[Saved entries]
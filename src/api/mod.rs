use chrono::{Duration, NaiveDate};
use governor::{DefaultDirectRateLimiter, Quota, RateLimiter};
use std::num::NonZeroU32;
use thiserror::Error;
use tracing::{debug, warn};

use crate::models::{change_percent, DailyQuote, DailySeries, Ticker};

pub mod yahoo_client;
pub use yahoo_client::YahooClient;

/// Days of history requested around the trade date so the previous close is known.
const QUOTE_LOOKBACK_DAYS: i64 = 14;

#[derive(Debug, Error)]
pub enum FetchError {
    #[error("request failed: {0}")]
    Http(#[from] reqwest::Error),

    #[error("invalid provider url: {0}")]
    Url(#[from] url::ParseError),

    #[error("unknown symbol {0}")]
    UnknownSymbol(String),

    #[error("provider returned status {status}: {body}")]
    Status { status: u16, body: String },

    #[error("provider error {code}: {description}")]
    Provider { code: String, description: String },

    #[error("unexpected response: {0}")]
    Decode(String),
}

/// Request pacing for provider calls
pub struct ApiRateLimiter {
    limiter: DefaultDirectRateLimiter,
}

impl ApiRateLimiter {
    pub fn new(requests_per_minute: u32) -> Self {
        let per_minute = NonZeroU32::new(requests_per_minute).unwrap_or(NonZeroU32::MIN);
        // Evenly spaced, no bursts
        let quota = Quota::per_minute(per_minute).allow_burst(NonZeroU32::MIN);
        Self {
            limiter: RateLimiter::direct(quota),
        }
    }

    pub async fn wait(&self) {
        self.limiter.until_ready().await;
    }
}

/// Source of daily bars
#[async_trait::async_trait]
pub trait QuoteProvider: Send + Sync {
    async fn daily_bars(
        &self,
        symbol: &str,
        from_date: NaiveDate,
        to_date: NaiveDate,
    ) -> Result<DailySeries, FetchError>;
}

/// Reduce the provider's bars around `date` to the quote for that date.
///
/// `Ok(None)` means the symbol exists but has no usable bar on `date`.
pub async fn fetch_daily_quote<P>(
    provider: &P,
    ticker: &Ticker,
    date: NaiveDate,
) -> Result<Option<DailyQuote>, FetchError>
where
    P: QuoteProvider + ?Sized,
{
    let from = date - Duration::days(QUOTE_LOOKBACK_DAYS);
    let to = date + Duration::days(1);
    let series = provider.daily_bars(ticker.as_str(), from, to).await?;
    Ok(quote_from_series(ticker, date, &series))
}

pub fn quote_from_series(ticker: &Ticker, date: NaiveDate, series: &DailySeries) -> Option<DailyQuote> {
    let Some(index) = series.bars.iter().position(|bar| bar.date == date) else {
        debug!("{}: no bar for {}", ticker, date);
        return None;
    };
    let bar = &series.bars[index];

    let (Some(open), Some(high), Some(low), Some(close), Some(volume)) =
        (bar.open, bar.high, bar.low, bar.close, bar.volume)
    else {
        warn!("⚠️ {}: bar for {} is missing fields: {:?}", ticker, date, bar);
        return None;
    };

    // Holiday rows come back with null closes; skip them
    let previous_close = series.bars[..index]
        .iter()
        .rev()
        .find_map(|b| b.close)
        .or(series.previous_close);

    Some(DailyQuote {
        date,
        code: ticker.code().to_string(),
        name: series.name.clone(),
        open,
        high,
        low,
        close,
        volume,
        change_pct: previous_close.and_then(|prev| change_percent(close, prev)),
    })
}
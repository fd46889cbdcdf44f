//! Compact text notation for trees.
//!
//! A tree is written as its payload followed by an optional parenthesised
//! child list: `a(b, c(d(e, f), g))`. A single child is the left child and
//! `_` marks an absent child, so `a(_, c)` has only a right child.
//!
//! Names are runs of characters other than whitespace, `(`, `)` and `,`.
//! Whitespace between tokens is ignored.

mod error;

pub use error::NotationError;

use crate::core::Tree;
use log::trace;
use std::fmt::{Display, Write};

const ABSENT: &str = "_";

/// Parse tree notation into a tree of names.
///
/// # Example
///
/// ```rust
/// use treelabel::core::Tree;
/// use treelabel::notation::parse;
///
/// let tree = parse("a(_, c)").unwrap();
///
/// assert!(tree.left().is_none());
/// assert_eq!(tree.right(), Some(&Tree::leaf("c".to_string())));
/// ```
pub fn parse(input: &str) -> Result<Tree<String>, NotationError> {
    let mut cursor = Cursor::new(input);

    cursor.skip_whitespace();
    if cursor.is_at_end() {
        return Err(NotationError::MissingRoot);
    }

    let tree = cursor.parse_child()?.ok_or(NotationError::MissingRoot)?;

    cursor.skip_whitespace();
    if !cursor.is_at_end() {
        return Err(NotationError::TrailingInput {
            position: cursor.position,
        });
    }

    trace!("parsed tree of {} nodes", tree.size());
    Ok(tree)
}

/// Write a tree in canonical notation.
///
/// Children are separated by `, `. An absent left child is written as `_`
/// and an absent right child is omitted.
///
/// # Example
///
/// ```rust
/// use treelabel::core::Tree;
/// use treelabel::notation::format;
///
/// let tree = Tree::node("a", Some(Tree::leaf("b")), Some(Tree::with_right("c", Tree::leaf("d"))));
///
/// assert_eq!(format(&tree), "a(b, c(_, d))");
/// ```
pub fn format<T: Display>(tree: &Tree<T>) -> String {
    let mut out = String::new();
    write_tree(tree, &mut out);
    out
}

fn write_tree<T: Display>(tree: &Tree<T>, out: &mut String) {
    // Writing to a String cannot fail.
    let _ = write!(out, "{}", tree.payload());

    match (tree.left(), tree.right()) {
        (None, None) => {}
        (Some(left), None) => {
            out.push('(');
            write_tree(left, out);
            out.push(')');
        }
        (None, Some(right)) => {
            out.push('(');
            out.push_str(ABSENT);
            out.push_str(", ");
            write_tree(right, out);
            out.push(')');
        }
        (Some(left), Some(right)) => {
            out.push('(');
            write_tree(left, out);
            out.push_str(", ");
            write_tree(right, out);
            out.push(')');
        }
    }
}

struct Cursor<'a> {
    input: &'a str,
    position: usize,
}

impl<'a> Cursor<'a> {
    fn new(input: &'a str) -> Self {
        Self { input, position: 0 }
    }

    fn peek(&self) -> Option<char> {
        self.input[self.position..].chars().next()
    }

    fn is_at_end(&self) -> bool {
        self.position >= self.input.len()
    }

    fn bump(&mut self, c: char) {
        self.position += c.len_utf8();
    }

    fn skip_whitespace(&mut self) {
        while let Some(c) = self.peek().filter(|c| c.is_whitespace()) {
            self.bump(c);
        }
    }

    fn unexpected(&self) -> NotationError {
        match self.peek() {
            Some(found) => NotationError::UnexpectedChar {
                found,
                position: self.position,
            },
            None => NotationError::UnexpectedEnd {
                position: self.position,
            },
        }
    }

    fn read_name(&mut self) -> Result<&'a str, NotationError> {
        self.skip_whitespace();
        let start = self.position;
        while let Some(c) = self.peek().filter(|c| !is_delimiter(*c)) {
            self.bump(c);
        }

        if self.position == start {
            return Err(self.unexpected());
        }
        let input = self.input;
        Ok(&input[start..self.position])
    }

    /// Parse a subtree, or `None` for the absent marker.
    fn parse_child(&mut self) -> Result<Option<Tree<String>>, NotationError> {
        let name = self.read_name()?;
        if name == ABSENT {
            return Ok(None);
        }

        self.skip_whitespace();
        if self.peek() != Some('(') {
            return Ok(Some(Tree::leaf(name.to_string())));
        }
        self.bump('(');

        self.skip_whitespace();
        if self.peek() == Some(')') {
            return Err(NotationError::EmptyChildren {
                position: self.position,
            });
        }

        let left = self.parse_child()?;
        let mut right = None;

        self.skip_whitespace();
        if self.peek() == Some(',') {
            self.bump(',');
            right = self.parse_child()?;
            self.skip_whitespace();
        }

        match self.peek() {
            Some(')') => self.bump(')'),
            Some(',') => {
                return Err(NotationError::TooManyChildren {
                    position: self.position,
                })
            }
            _ => return Err(self.unexpected()),
        }

        Ok(Some(Tree::node(name.to_string(), left, right)))
    }
}

fn is_delimiter(c: char) -> bool {
    c.is_whitespace() || matches!(c, '(' | ')' | ',')
}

_Exercise aim_
What lines in the data hold the word "DailyQuote"? Return them.

_Exercise result_
use crate::models::{change_percent, DailyQuote, DailySeries, Ticker};
) -> Result<Option<DailyQuote>, FetchError>
pub fn quote_from_series(ticker: &Ticker, date: NaiveDate, series: &DailySeries) -> Option<DailyQuote> {
    Some(DailyQuote {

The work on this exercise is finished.